(Beginning of Records for the exercise)

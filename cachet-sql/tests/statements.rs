//! Statement generation as seen by the connection, for every dialect.

mod common;

use std::sync::Arc;

use bytes::Bytes;
use cachet_driver::{Driver, DriverError, Lookup};
use cachet_sql::{CacheSchema, Dialect, SqlDriver, SqlParam, StoredRow};
use common::RecordingConnection;

#[tokio::test]
async fn test_mysql_driver_emits_backticks_and_duplicate_key_upsert() {
    let connection = Arc::new(RecordingConnection::new(Dialect::Mysql));
    let driver = SqlDriver::new(connection.clone()).await.unwrap();
    driver.set("k", Bytes::from_static(b"v"), None).await.unwrap();

    let sql = connection.sql();
    assert!(sql[0].starts_with("CREATE TABLE IF NOT EXISTS `cache`"));
    assert!(sql[1].ends_with(
        "ON DUPLICATE KEY UPDATE `cache_value` = VALUES(`cache_value`), \
         `expires_at` = VALUES(`expires_at`), `created_at` = VALUES(`created_at`)"
    ));
    assert_eq!(driver.dialect(), Dialect::Mysql);
}

#[tokio::test]
async fn test_auto_create_table_can_be_disabled() {
    let connection = Arc::new(RecordingConnection::new(Dialect::Postgres));
    let _driver = SqlDriver::builder(connection.clone())
        .auto_create_table(false)
        .build()
        .await
        .unwrap();
    assert!(connection.recorded().is_empty());
}

#[tokio::test]
async fn test_set_binds_key_value_expiry_and_creation_time() {
    let connection = Arc::new(RecordingConnection::new(Dialect::Postgres));
    let driver = SqlDriver::builder(connection.clone())
        .auto_create_table(false)
        .build()
        .await
        .unwrap();

    let before = chrono::Utc::now().timestamp();
    driver.set("k", Bytes::from_static(b"v"), Some(60)).await.unwrap();
    driver.set("forever", Bytes::from_static(b"v"), None).await.unwrap();

    let recorded = connection.recorded();
    let (sql, params) = &recorded[0];
    assert!(sql.contains("VALUES ($1, $2, $3, $4) ON CONFLICT (\"cache_key\")"));
    assert_eq!(params[0], SqlParam::Text("k".into()));
    assert_eq!(params[1], SqlParam::Bytes(b"v".to_vec()));
    match params[2] {
        SqlParam::Int(expiry) => assert!(expiry >= before + 60 && expiry <= before + 61),
        ref other => panic!("expected integer expiry, got {other:?}"),
    }
    assert!(matches!(&params[3], SqlParam::Text(created) if created.ends_with('Z')));

    assert_eq!(recorded[1].1[2], SqlParam::Null);
}

#[tokio::test]
async fn test_expired_row_is_deleted_on_fetch() {
    let connection = Arc::new(RecordingConnection::new(Dialect::Sqlite));
    let driver = SqlDriver::builder(connection.clone())
        .auto_create_table(false)
        .build()
        .await
        .unwrap();
    connection.respond_with(Some(StoredRow {
        value: b"stale".to_vec(),
        expires_at: Some(chrono::Utc::now().timestamp() - 10),
    }));

    assert_eq!(driver.fetch("k").await.unwrap(), Lookup::Miss);
    assert_eq!(
        connection.sql(),
        vec![
            "SELECT \"cache_value\", \"expires_at\" FROM \"cache\" WHERE \"cache_key\" = ?".to_string(),
            "DELETE FROM \"cache\" WHERE \"cache_key\" = ?".to_string(),
        ]
    );
}

#[tokio::test]
async fn test_live_row_is_a_hit() {
    let connection = Arc::new(RecordingConnection::new(Dialect::Sqlite));
    let driver = SqlDriver::builder(connection.clone())
        .auto_create_table(false)
        .build()
        .await
        .unwrap();
    connection.respond_with(Some(StoredRow {
        value: b"fresh".to_vec(),
        expires_at: None,
    }));

    assert_eq!(
        driver.fetch("k").await.unwrap(),
        Lookup::Hit(Bytes::from_static(b"fresh"))
    );
}

#[tokio::test]
async fn test_overlong_keys_are_rejected_before_querying() {
    let connection = Arc::new(RecordingConnection::new(Dialect::Mysql));
    let driver = SqlDriver::builder(connection.clone())
        .auto_create_table(false)
        .build()
        .await
        .unwrap();

    assert_eq!(driver.max_key_length(), Some(255));
    let key = "k".repeat(256);
    let err = driver.set(&key, Bytes::new(), None).await.unwrap_err();
    assert!(matches!(err, DriverError::KeyTooLong { len: 256, max: 255, .. }));
    assert!(driver.fetch(&key).await.is_err());
    assert!(connection.recorded().is_empty());

    driver.set(&"k".repeat(255), Bytes::new(), None).await.unwrap();
}

#[tokio::test]
async fn test_custom_schema() {
    let connection = Arc::new(RecordingConnection::new(Dialect::Sqlite));
    let driver = SqlDriver::builder(connection.clone())
        .schema(CacheSchema {
            table: "kv".into(),
            ..CacheSchema::default()
        })
        .build()
        .await
        .unwrap();
    driver.clear().await.unwrap();

    assert_eq!(connection.sql().last().unwrap(), "DELETE FROM \"kv\"");
}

(End of Records for the exercise)

An exact copy of every record is what the answer must contain.

## Written answer
filename cachet-sql/tests/statements.rs
//! Statement generation as seen by the connection, for every dialect.

mod common;

use std::sync::Arc;

use bytes::Bytes;
use cachet_driver::{Driver, DriverError, Lookup};
use cachet_sql::{CacheSchema, Dialect, SqlDriver, SqlParam, StoredRow};
use common::RecordingConnection;

#[tokio::test]
async fn test_mysql_driver_emits_backticks_and_duplicate_key_upsert() {
    let connection = Arc::new(RecordingConnection::new(Dialect::Mysql));
    let driver = SqlDriver::new(connection.clone()).await.unwrap();
    driver.set("k", Bytes::from_static(b"v"), None).await.unwrap();

    let sql = connection.sql();
    assert!(sql[0].starts_with("CREATE TABLE IF NOT EXISTS `cache`"));
    assert!(sql[1].ends_with(
        "ON DUPLICATE KEY UPDATE `cache_value` = VALUES(`cache_value`), \
         `expires_at` = VALUES(`expires_at`), `created_at` = VALUES(`created_at`)"
    ));
    assert_eq!(driver.dialect(), Dialect::Mysql);
}

#[tokio::test]
async fn test_auto_create_table_can_be_disabled() {
    let connection = Arc::new(RecordingConnection::new(Dialect::Postgres));
    let _driver = SqlDriver::builder(connection.clone())
        .auto_create_table(false)
        .build()
        .await
        .unwrap();
    assert!(connection.recorded().is_empty());
}

#[tokio::test]
async fn test_set_binds_key_value_expiry_and_creation_time() {
    let connection = Arc::new(RecordingConnection::new(Dialect::Postgres));
    let driver = SqlDriver::builder(connection.clone())
        .auto_create_table(false)
        .build()
        .await
        .unwrap();

    let before = chrono::Utc::now().timestamp();
    driver.set("k", Bytes::from_static(b"v"), Some(60)).await.unwrap();
    driver.set("forever", Bytes::from_static(b"v"), None).await.unwrap();

    let recorded = connection.recorded();
    let (sql, params) = &recorded[0];
    assert!(sql.contains("VALUES ($1, $2, $3, $4) ON CONFLICT (\"cache_key\")"));
    assert_eq!(params[0], SqlParam::Text("k".into()));
    assert_eq!(params[1], SqlParam::Bytes(b"v".to_vec()));
    match params[2] {
        SqlParam::Int(expiry) => assert!(expiry >= before + 60 && expiry <= before + 61),
        ref other => panic!("expected integer expiry, got {other:?}"),
    }
    assert!(matches!(&params[3], SqlParam::Text(created) if created.ends_with('Z')));

    assert_eq!(recorded[1].1[2], SqlParam::Null);
}

#[tokio::test]
async fn test_expired_row_is_deleted_on_fetch() {
    let connection = Arc::new(RecordingConnection::new(Dialect::Sqlite));
    let driver = SqlDriver::builder(connection.clone())
        .auto_create_table(false)
        .build()
        .await
        .unwrap();
    connection.respond_with(Some(StoredRow {
        value: b"stale".to_vec(),
        expires_at: Some(chrono::Utc::now().timestamp() - 10),
    }));

    assert_eq!(driver.fetch("k").await.unwrap(), Lookup::Miss);
    assert_eq!(
        connection.sql(),
        vec![
            "SELECT \"cache_value\", \"expires_at\" FROM \"cache\" WHERE \"cache_key\" = ?".to_string(),
            "DELETE FROM \"cache\" WHERE \"cache_key\" = ?".to_string(),
        ]
    );
}

#[tokio::test]
async fn test_live_row_is_a_hit() {
    let connection = Arc::new(RecordingConnection::new(Dialect::Sqlite));
    let driver = SqlDriver::builder(connection.clone())
        .auto_create_table(false)
        .build()
        .await
        .unwrap();
    connection.respond_with(Some(StoredRow {
        value: b"fresh".to_vec(),
        expires_at: None,
    }));

    assert_eq!(
        driver.fetch("k").await.unwrap(),
        Lookup::Hit(Bytes::from_static(b"fresh"))
    );
}

#[tokio::test]
async fn test_overlong_keys_are_rejected_before_querying() {
    let connection = Arc::new(RecordingConnection::new(Dialect::Mysql));
    let driver = SqlDriver::builder(connection.clone())
        .auto_create_table(false)
        .build()
        .await
        .unwrap();

    assert_eq!(driver.max_key_length(), Some(255));
    let key = "k".repeat(256);
    let err = driver.set(&key, Bytes::new(), None).await.unwrap_err();
    assert!(matches!(err, DriverError::KeyTooLong { len: 256, max: 255, .. }));
    assert!(driver.fetch(&key).await.is_err());
    assert!(connection.recorded().is_empty());

    driver.set(&"k".repeat(255), Bytes::new(), None).await.unwrap();
}

#[tokio::test]
async fn test_custom_schema() {
    let connection = Arc::new(RecordingConnection::new(Dialect::Sqlite));
    let driver = SqlDriver::builder(connection.clone())
        .schema(CacheSchema {
            table: "kv".into(),
            ..CacheSchema::default()
        })
        .build()
        .await
        .unwrap();
    driver.clear().await.unwrap();

    assert_eq!(connection.sql().last().unwrap(), "DELETE FROM \"kv\"");
}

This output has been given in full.